ObamaThe White House Office of National Drug Control Policy (more commonly known as the Drug Czar’s office; ONDCP) released its 2014 National Drug Control Strategy. The strategy has shifted some from previous years in that it more clearly focuses on reducing the harms associated with substance misuse, such as overdose and the transmission of HIV/AIDS, hepatitis C, and other infectious diseases, while also reducing the harms associated with punitive drug policies, such as reducing the use of mandatory minimum sentencing. The Administration’s rhetoric has evolved over the last couple of years – reflecting the fact that three-quarters of Americans consider the drug war a failure – emphasizing the need to treat drug misuse as a health issue and stop relying on the criminal justice system to deal with the problem.

The strategy, however, calls for the expansion of drug courts, which continue to treat drug users in the criminal justice system, where punishment is often the response to addiction-related behaviors such as positive urine screens or missed appointments. It discourages the use of words like “addict” and “substance abuser”, noting that such stigmatizing words may make people less willing to seek treatment, but continues to embrace arresting and criminalizing people who use drugs despite evidence that fear of arrest is a major reason why people with substance misuse disorders don’t seek help.

“The Administration says drug use is a health issue but then advocates for policies that put people in the criminal justice system,” said Bill Piper, director of National Affairs for the Drug Policy Alliance. “Until the Drug Czar says it is time to stop arresting people for drug use, he is not treating drug use as a health issue no matter what he says. I know of no other health issue in which people are thrown in jail if they don’t get better.”
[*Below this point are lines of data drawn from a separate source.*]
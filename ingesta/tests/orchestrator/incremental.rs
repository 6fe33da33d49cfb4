use ingesta::{BarInterval, DataType, FetchParams, Payload, RefreshMode};
use ingesta_mock::{DynamicMockProvider, fixtures};

use crate::helpers::{AAPL, client, harness, now, prices};

#[tokio::test]
async fn first_refresh_fetches_the_whole_lookback_window() {
    let (raw, ctl) = DynamicMockProvider::new_with_controller("alpha");
    ctl.returns(DataType::PriceHistorical, AAPL, prices(AAPL, 3))
        .await;
    let h = harness(vec![client(raw, 0)]);

    h.manager
        .refresh_batch([AAPL], &[DataType::PriceHistorical], RefreshMode::OnDemand, false)
        .await;

    let calls = ctl.calls().await;
    assert_eq!(calls.len(), 1);
    let p = &calls[0].params;
    assert_eq!(p.start, Some(now() - chrono::Duration::days(365)));
    assert_eq!(p.end, None);
    assert_eq!(p.interval, BarInterval::D1);
}

#[tokio::test]
async fn later_refreshes_resume_one_day_before_the_last() {
    let (raw, ctl) = DynamicMockProvider::new_with_controller("alpha");
    ctl.returns(DataType::PriceHistorical, AAPL, prices(AAPL, 3))
        .await;
    let h = harness(vec![client(raw, 0)]);
    let last = now() - chrono::Duration::days(3);
    h.store
        .set_last_updated(AAPL, DataType::PriceHistorical, last)
        .await;

    h.manager
        .refresh_batch([AAPL], &[DataType::PriceHistorical], RefreshMode::OnDemand, false)
        .await;

    let calls = ctl.calls().await;
    assert_eq!(calls[0].params.start, Some(last - chrono::Duration::days(1)));
}

#[tokio::test]
async fn stale_history_is_bounded_by_the_lookback() {
    let (raw, ctl) = DynamicMockProvider::new_with_controller("alpha");
    ctl.returns(DataType::PriceHistorical, AAPL, prices(AAPL, 3))
        .await;
    let h = harness(vec![client(raw, 0)]);
    h.store
        .set_last_updated(
            AAPL,
            DataType::PriceHistorical,
            now() - chrono::Duration::days(800),
        )
        .await;

    h.manager
        .refresh_batch([AAPL], &[DataType::PriceHistorical], RefreshMode::OnDemand, false)
        .await;

    assert_eq!(
        ctl.calls().await[0].params.start,
        Some(now() - chrono::Duration::days(365))
    );
}

#[tokio::test]
async fn intraday_uses_an_hour_of_overlap_and_five_minute_bars() {
    let (raw, ctl) = DynamicMockProvider::new_with_controller("alpha");
    let start = now() - chrono::Duration::hours(3);
    ctl.returns(
        DataType::PriceIntraday,
        AAPL,
        Payload::Prices(fixtures::intraday_bars(AAPL, start, 3)),
    )
    .await;
    let h = harness(vec![client(raw, 0)]);
    let last = now() - chrono::Duration::minutes(30);
    h.store
        .set_last_updated(AAPL, DataType::PriceIntraday, last)
        .await;

    h.manager
        .refresh_batch([AAPL], &[DataType::PriceIntraday], RefreshMode::Live, false)
        .await;

    let calls = ctl.calls().await;
    assert_eq!(calls.len(), 1, "live fallback period has elapsed");
    assert_eq!(calls[0].params.start, Some(last - chrono::Duration::hours(1)));
    assert_eq!(calls[0].params.interval, BarInterval::M5);
}

#[tokio::test]
async fn snapshot_types_fetch_without_a_range() {
    let (raw, ctl) = DynamicMockProvider::new_with_controller("alpha");
    ctl.returns(
        DataType::Fundamentals,
        AAPL,
        Payload::Fundamentals(vec![fixtures::fundamentals(AAPL, "2025-03-31")]),
    )
    .await;
    let h = harness(vec![client(raw, 0)]);

    h.manager
        .refresh_batch([AAPL], &[DataType::Fundamentals], RefreshMode::OnDemand, false)
        .await;

    assert_eq!(ctl.calls().await[0].params, FetchParams::default());
}
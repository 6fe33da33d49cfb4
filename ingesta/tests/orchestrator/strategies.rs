use std::time::Duration;

use chrono::{DateTime, TimeZone, Utc};
use ingesta::{
    DataType, Payload, RefreshConfig, RefreshMode, RefreshRequest, RefreshStatus,
    RefreshStrategy, StalenessQuery, StrategySet,
};
use ingesta_mock::{DynamicMockProvider, fixtures};

use crate::helpers::{AAPL, MSFT, client, harness, harness_with, now, test_config};

const MODES: [RefreshMode; 4] = [
    RefreshMode::Scheduled,
    RefreshMode::OnDemand,
    RefreshMode::Periodic,
    RefreshMode::Live,
];

fn query(last: Option<DateTime<Utc>>, at: DateTime<Utc>) -> StalenessQuery<'static> {
    StalenessQuery {
        symbol: AAPL,
        data_type: DataType::PriceHistorical,
        last_updated: last,
        now: at,
        force: false,
    }
}

fn utc(y: i32, m: u32, d: u32, hh: u32, mm: u32) -> DateTime<Utc> {
    Utc.with_ymd_and_hms(y, m, d, hh, mm, 0).unwrap()
}

#[test]
fn aapl_without_prior_data_refreshes_under_every_strategy() {
    let set = StrategySet::from_config(&RefreshConfig::default()).unwrap();
    // Sunday afternoon: outside any scheduled window.
    for at in [utc(2025, 3, 2, 15, 0), now()] {
        for mode in MODES {
            assert!(
                set.for_mode(mode).should_refresh(&query(None, at)),
                "{mode} at {at}"
            );
        }
    }
}

#[test]
fn scheduled_refreshes_once_per_trading_day_inside_the_window() {
    let set = StrategySet::from_config(&RefreshConfig::default()).unwrap();
    let scheduled = set.for_mode(RefreshMode::Scheduled);
    // 18:00 New York on Tuesday 2025-03-04 is 23:00 UTC.
    let in_window = utc(2025, 3, 4, 23, 30);

    assert!(scheduled.should_refresh(&query(Some(utc(2025, 3, 3, 23, 10)), in_window)));
    assert!(!scheduled.should_refresh(&query(Some(utc(2025, 3, 4, 23, 5)), in_window)));
    assert!(!scheduled.should_refresh(&query(
        Some(utc(2025, 3, 3, 23, 10)),
        utc(2025, 3, 4, 15, 0)
    )));
    // Saturday has no window.
    assert!(!scheduled.should_refresh(&query(
        Some(utc(2025, 3, 6, 23, 10)),
        utc(2025, 3, 8, 23, 30)
    )));
}

#[test]
fn on_demand_honors_min_freshness_and_force() {
    let s = RefreshStrategy::OnDemand {
        min_freshness: Duration::from_secs(300),
    };
    let at = now();
    let recent = query(Some(at - chrono::Duration::minutes(1)), at);
    assert!(!s.should_refresh(&recent));
    assert!(s.should_refresh(&StalenessQuery {
        force: true,
        ..recent
    }));
    assert!(s.should_refresh(&query(Some(at - chrono::Duration::minutes(5)), at)));
}

#[test]
fn live_always_refreshes_when_enabled() {
    let at = now();
    let just_now = query(Some(at), at);
    let enabled = RefreshStrategy::Live {
        enabled: true,
        fallback_interval: Duration::from_secs(60),
    };
    assert!(enabled.should_refresh(&just_now));

    let disabled = RefreshStrategy::Live {
        enabled: false,
        fallback_interval: Duration::from_secs(60),
    };
    assert!(!disabled.should_refresh(&query(Some(at - chrono::Duration::seconds(30)), at)));
    assert!(disabled.should_refresh(&query(Some(at - chrono::Duration::seconds(61)), at)));
}

#[test]
fn strategies_can_be_replaced_per_mode() {
    let set = StrategySet::from_config(&RefreshConfig::default())
        .unwrap()
        .with(RefreshStrategy::OnDemand {
            min_freshness: Duration::ZERO,
        });
    let at = now();
    assert!(
        set.for_mode(RefreshMode::OnDemand)
            .should_refresh(&query(Some(at), at))
    );
    assert_eq!(set.for_mode(RefreshMode::Periodic).mode(), RefreshMode::Periodic);
}

#[test]
fn invalid_market_timezone_is_rejected() {
    let cfg = RefreshConfig {
        market_timezone: "Mars/Olympus".to_string(),
        ..RefreshConfig::default()
    };
    assert!(StrategySet::from_config(&cfg).is_err());
}

#[tokio::test]
async fn periodic_overrides_apply_per_data_type() {
    let (raw, ctl) = DynamicMockProvider::new_with_controller("alpha");
    ctl.returns(
        DataType::News,
        AAPL,
        Payload::News(fixtures::news(AAPL, now() - chrono::Duration::hours(2), 2)),
    )
    .await;
    let mut cfg = test_config();
    cfg.periodic_overrides
        .insert(DataType::News, Duration::from_secs(60));
    let h = harness_with(vec![client(raw, 0)], cfg, None);
    let five_min_ago = now() - chrono::Duration::minutes(5);
    h.store
        .set_last_updated(AAPL, DataType::News, five_min_ago)
        .await;
    h.store
        .set_last_updated(AAPL, DataType::Fundamentals, five_min_ago)
        .await;

    let batch = h
        .manager
        .refresh_batch(
            [AAPL],
            &[DataType::News, DataType::Fundamentals],
            RefreshMode::Periodic,
            false,
        )
        .await;

    assert_eq!(
        batch.result(AAPL, DataType::News).unwrap().status,
        RefreshStatus::Success
    );
    assert_eq!(
        batch.result(AAPL, DataType::Fundamentals).unwrap().status,
        RefreshStatus::Skipped
    );
}

#[tokio::test]
async fn requests_carry_their_own_mode_and_force() {
    let (raw, ctl) = DynamicMockProvider::new_with_controller("alpha");
    for symbol in [AAPL, MSFT] {
        ctl.returns(
            DataType::News,
            symbol,
            Payload::News(fixtures::news(symbol, now() - chrono::Duration::hours(1), 1)),
        )
        .await;
    }
    let h = harness(vec![client(raw, 0)]);
    for symbol in [AAPL, MSFT] {
        h.store.set_last_updated(symbol, DataType::News, now()).await;
    }

    let batch = h
        .manager
        .refresh_requests(
            vec![
                RefreshRequest::new(AAPL, [DataType::News], RefreshMode::Periodic, false),
                RefreshRequest::new(MSFT, [DataType::News], RefreshMode::OnDemand, true),
            ],
            &ingesta::CancelToken::new(),
        )
        .await;
    assert_eq!(
        batch.result(AAPL, DataType::News).unwrap().status,
        RefreshStatus::Skipped
    );
    assert_eq!(
        batch.result(MSFT, DataType::News).unwrap().status,
        RefreshStatus::Success
    );

    let single = h
        .manager
        .refresh(RefreshRequest::new(
            AAPL,
            [DataType::News],
            RefreshMode::Live,
            false,
        ))
        .await;
    assert_eq!(single.symbol, AAPL);
    assert_eq!(single.status(DataType::News), Some(RefreshStatus::Skipped));
}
The strategy, however, does take important steps in the right direction including advocating for greater access to naloxone, a low-cost opiate antidote that reverses the effects of an opiate overdose; endorsing state 911 Good Samaritan laws which provide immunity from arrests to people who call 911 to help someone who is overdosing; strongly supporting the expansion of syringe exchange programs to reduce the spread of HIV/AIDS, hepatitis C and other infectious diseases; and acknowledging that the U.S. has the largest per capita prison population in the world, which is costly in both money and societal impact. In particular, the strategy notes that the agency will be setting 5-year goals for reducing overdose fatalities, a goal that drug policy reformers had been seeking.

“Director Botticelli should be applauded for taking strong steps to reduce drug overdose fatalities and the spread of HIV/AIDS, hepatitis C and other infectious diseases,” said Piper. “His leadership on these issues, and his work overall to reduce the stigma associated with substance misuse, are encouraging”.

But advocates say simply expanding public health interventions is not enough given that this Administration’s drug policies remain focused on punitive approaches – including arresting more than 750,000 Americans annually for low-level marijuana possession and refusing to recognize the medical value of marijuana.

Every independent commission to examine marijuana policy has concluded that its harms have been greatly exaggerated – including the 1944 LaGuardia Report, President Nixon’s 1972 Schaffer Commission report, and the 1999 Institute of Medicine report commissioned by the Office of National Drug Control Policy.  23 states and the District of Columbia have legalized marijuana for medical use.  17 states have decriminalized marijuana, and voters in two states – Washington and Colorado – regulate marijuana like alcohol.  Polling shows that a majority of Americans support legalization of marijuana and believe the federal government should not enforce federal laws in states where it is legal.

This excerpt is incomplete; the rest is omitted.